Rarely does one find an instrument that is capable of being played –and made to sound at least fairly decent to a layman’s ears- by a relative beginner, but the conga and bongos appeal to so many people for this very reason. Just sitting down (or standing up next to the conga), one can begin tapping away at the skin covering of the drum. Moving the hand around to different locations will produce different and unique sounds, from lower tones in the middle to higher tones at the edge.
There are different techniques used to play the bongos and the conga, but the hands are the tool of choice for most professional players. Using open palms and partly closed fingers, as well as the side of the thumb will generate a host of percussive sounds that complement just about any musical style quite nicely.
Conga and bongos are popular among college students as they add some texture to the lifestyle of living in dorms, and can be a centerpiece for parties. A social gathering conversation, so to speak.
For those individuals who don’t have any musical talents whatsoever and can’t keep a beat no matter how hard they try, conga and the bongos can become an artistic statement within the home. Conga can be placed directly on the ground, though this isn’t recommended, as an end table style of décor or be used on a stand. Since the conga and bongos are made from various forms of wood, they can be designed in any color and can even be painted in portraits, landscapes, abstract images, and more.
When you step into the world of the conga or the bongos (or both), you step into a wonderful world of music that connects people at a visceral level. The sound produced from conga and bongos reaches deep into the psyche and the soul and resonates there.

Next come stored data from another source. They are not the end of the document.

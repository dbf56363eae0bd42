//! Command dispatch for the CLI.
//!
//! `run()` parses arguments, sets up logging, opens the API on the site root and hands each
//! subcommand to a `handle_*` function. Handlers call one API method and print the result.
//! Documents (feed XML, config) go to stdout untouched so they can be redirected.

use super::render::{print_messages, render_listing, render_written};
use super::setup::{Cli, Commands, ListTarget};
use clap::Parser;
use folio::api::{CmdResult, ConfigAction, FolioApi};
use folio::error::Result;
use folio::store::fs::FileStore;
use std::path::PathBuf;
use tracing_subscriber::EnvFilter;

struct AppContext {
    api: FolioApi<FileStore>,
    verbose: bool,
}

pub fn run() -> Result<()> {
    let cli = Cli::parse();
    init_logging(cli.verbose);

    let root = match cli.root {
        Some(root) => root,
        None => std::env::current_dir()?,
    };
    tracing::debug!(root = %root.display(), "opening site");
    let ctx = AppContext {
        api: FolioApi::open(root)?,
        verbose: cli.verbose,
    };

    match cli.command {
        Commands::Check => handle_check(&ctx),
        Commands::List { what } => match what {
            ListTarget::Posts {
                filter,
                drafts,
                json,
            } => handle_list(ctx.api.list_posts(filter.as_deref(), drafts)?, json),
            ListTarget::Projects { filter, json } => {
                handle_list(ctx.api.list_projects(filter.as_deref())?, json)
            }
        },
        Commands::Build { out, drafts } => handle_build(&ctx, out, drafts),
        Commands::Feed => handle_document(ctx.api.feed()?),
        Commands::Preview { slug, output } => handle_preview(&ctx, &slug, output),
        Commands::Config { template } => handle_config(&ctx, template),
    }
}

/// Logs go to stderr. `RUST_LOG` wins; otherwise warnings only, or folio debug with `-v`.
fn init_logging(verbose: bool) {
    let default = if verbose { "warn,folio=debug" } else { "warn" };
    let filter = EnvFilter::try_from_default_env().unwrap_or_else(|_| EnvFilter::new(default));
    // A second init (only possible in tests) is harmless.
    let _ = tracing_subscriber::fmt()
        .with_env_filter(filter)
        .with_writer(std::io::stderr)
        .with_target(false)
        .try_init();
}

fn handle_check(ctx: &AppContext) -> Result<()> {
    let result = ctx.api.check()?;
    print_messages(&result.messages)?;
    Ok(())
}

fn handle_list(result: CmdResult, json: bool) -> Result<()> {
    let Some(listing) = result.listing else {
        return Ok(());
    };
    if json {
        println!("{}", serde_json::to_string_pretty(&listing)?);
    } else {
        print!("{}", render_listing(&listing)?);
    }
    print_messages(&result.messages)?;
    Ok(())
}

fn handle_build(ctx: &AppContext, out: Option<PathBuf>, drafts: bool) -> Result<()> {
    let result = ctx.api.build(out, drafts)?;
    if ctx.verbose {
        print!("{}", render_written(&result.written)?);
    }
    print_messages(&result.messages)?;
    Ok(())
}

fn handle_preview(ctx: &AppContext, slug: &str, output: Option<PathBuf>) -> Result<()> {
    let result = ctx.api.preview(slug, output)?;
    print_messages(&result.messages)?;
    Ok(())
}

fn handle_config(ctx: &AppContext, template: bool) -> Result<()> {
    let action = if template {
        ConfigAction::Template
    } else {
        ConfigAction::Show
    };
    let result = ctx.api.show_config(action)?;
    if let Some(config) = &result.config {
        println!("{}", serde_json::to_string_pretty(config)?);
    }
    handle_document(result)
}

fn handle_document(result: CmdResult) -> Result<()> {
    if let Some(document) = &result.document {
        print!("{}", document);
        if !document.ends_with('\n') {
            println!();
        }
    }
    print_messages(&result.messages)?;
    Ok(())
}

There are few musical instruments that can truly be shared by just about everyone at any time and that makes the conga and bongos extremely unique.

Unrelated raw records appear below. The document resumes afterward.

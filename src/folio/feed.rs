//! RSS 2.0 feed for published posts.
//!
//! Drafts never reach the feed, whatever the caller passes in. Items are ordered by
//! publication date, newest first. Each item links to `<site>/blog/<slug>/`, and the same
//! URL is the item's permalink `guid`.

use crate::config::SiteConfig;
use crate::error::{FolioError, Result};
use crate::model::{newest_first, Category, Post};
use quick_xml::events::{BytesDecl, BytesEnd, BytesStart, BytesText, Event};
use quick_xml::Writer;
use std::io::Cursor;

type XmlWriter = Writer<Cursor<Vec<u8>>>;

fn write(writer: &mut XmlWriter, event: Event<'_>) -> Result<()> {
    writer
        .write_event(event)
        .map_err(|e| FolioError::Feed(e.to_string()))
}

fn text_element(writer: &mut XmlWriter, name: &str, text: &str) -> Result<()> {
    write(writer, Event::Start(BytesStart::new(name)))?;
    write(writer, Event::Text(BytesText::new(text)))?;
    write(writer, Event::End(BytesEnd::new(name)))
}

/// The link of a post in the feed.
pub fn item_link(config: &SiteConfig, slug: &str) -> Result<String> {
    config.absolute_url(&format!("blog/{}/", slug))
}

/// Renders the feed document.
pub fn render_rss(config: &SiteConfig, posts: &[Post]) -> Result<String> {
    let mut published: Vec<Post> = posts.iter().filter(|p| !p.draft).cloned().collect();
    newest_first(&mut published);

    let mut writer = Writer::new_with_indent(Cursor::new(Vec::new()), b' ', 2);
    write(
        &mut writer,
        Event::Decl(BytesDecl::new("1.0", Some("UTF-8"), None)),
    )?;
    write(
        &mut writer,
        Event::Start(BytesStart::new("rss").with_attributes([("version", "2.0")])),
    )?;
    write(&mut writer, Event::Start(BytesStart::new("channel")))?;

    text_element(&mut writer, "title", &config.title)?;
    text_element(&mut writer, "description", &config.description)?;
    text_element(&mut writer, "link", config.site_url()?.as_str())?;
    if let Some(latest) = published.first() {
        text_element(&mut writer, "lastBuildDate", &latest.pub_date.to_rfc2822())?;
    }

    for post in &published {
        let link = item_link(config, &post.slug)?;
        write(&mut writer, Event::Start(BytesStart::new("item")))?;
        text_element(&mut writer, "title", &post.title)?;
        text_element(&mut writer, "link", &link)?;
        write(
            &mut writer,
            Event::Start(BytesStart::new("guid").with_attributes([("isPermaLink", "true")])),
        )?;
        write(&mut writer, Event::Text(BytesText::new(&link)))?;
        write(&mut writer, Event::End(BytesEnd::new("guid")))?;
        text_element(&mut writer, "description", &post.description)?;
        text_element(&mut writer, "pubDate", &post.pub_date.to_rfc2822())?;
        text_element(&mut writer, "category", post.pillar.label())?;
        write(&mut writer, Event::End(BytesEnd::new("item")))?;
    }

    write(&mut writer, Event::End(BytesEnd::new("channel")))?;
    write(&mut writer, Event::End(BytesEnd::new("rss")))?;

    let bytes = writer.into_inner().into_inner();
    let mut xml = String::from_utf8(bytes).map_err(|e| FolioError::Feed(e.to_string()))?;
    xml.push('\n');
    tracing::debug!(items = published.len(), "rendered feed");
    Ok(xml)
}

The conga, also know as a tumbadora, is a tall, narrow, single-headed Cuban drum with African precursor. Most congas / stand approximately 75 cm from the bottom of the shell to the head.
There are five basic strokes:
• Open tone (or abierto): played with the four fingers near the rim of the head, making a clear resonant tone with a distinct pitch.
• Muffled tone (or tapado): like the open tone, is made by striking the drum with four fingers, but keeping the fingers against the head to muffle the tone
• Bass tone (or bajo de palma): played with the full palm on the head. It makes a low muted sound.
• Slap (or seco): the most difficult technique makes a loud clear "popping" sound
• Touch (or toque de punta): is produced by just touching the fingers or heel of the palm to the drum head.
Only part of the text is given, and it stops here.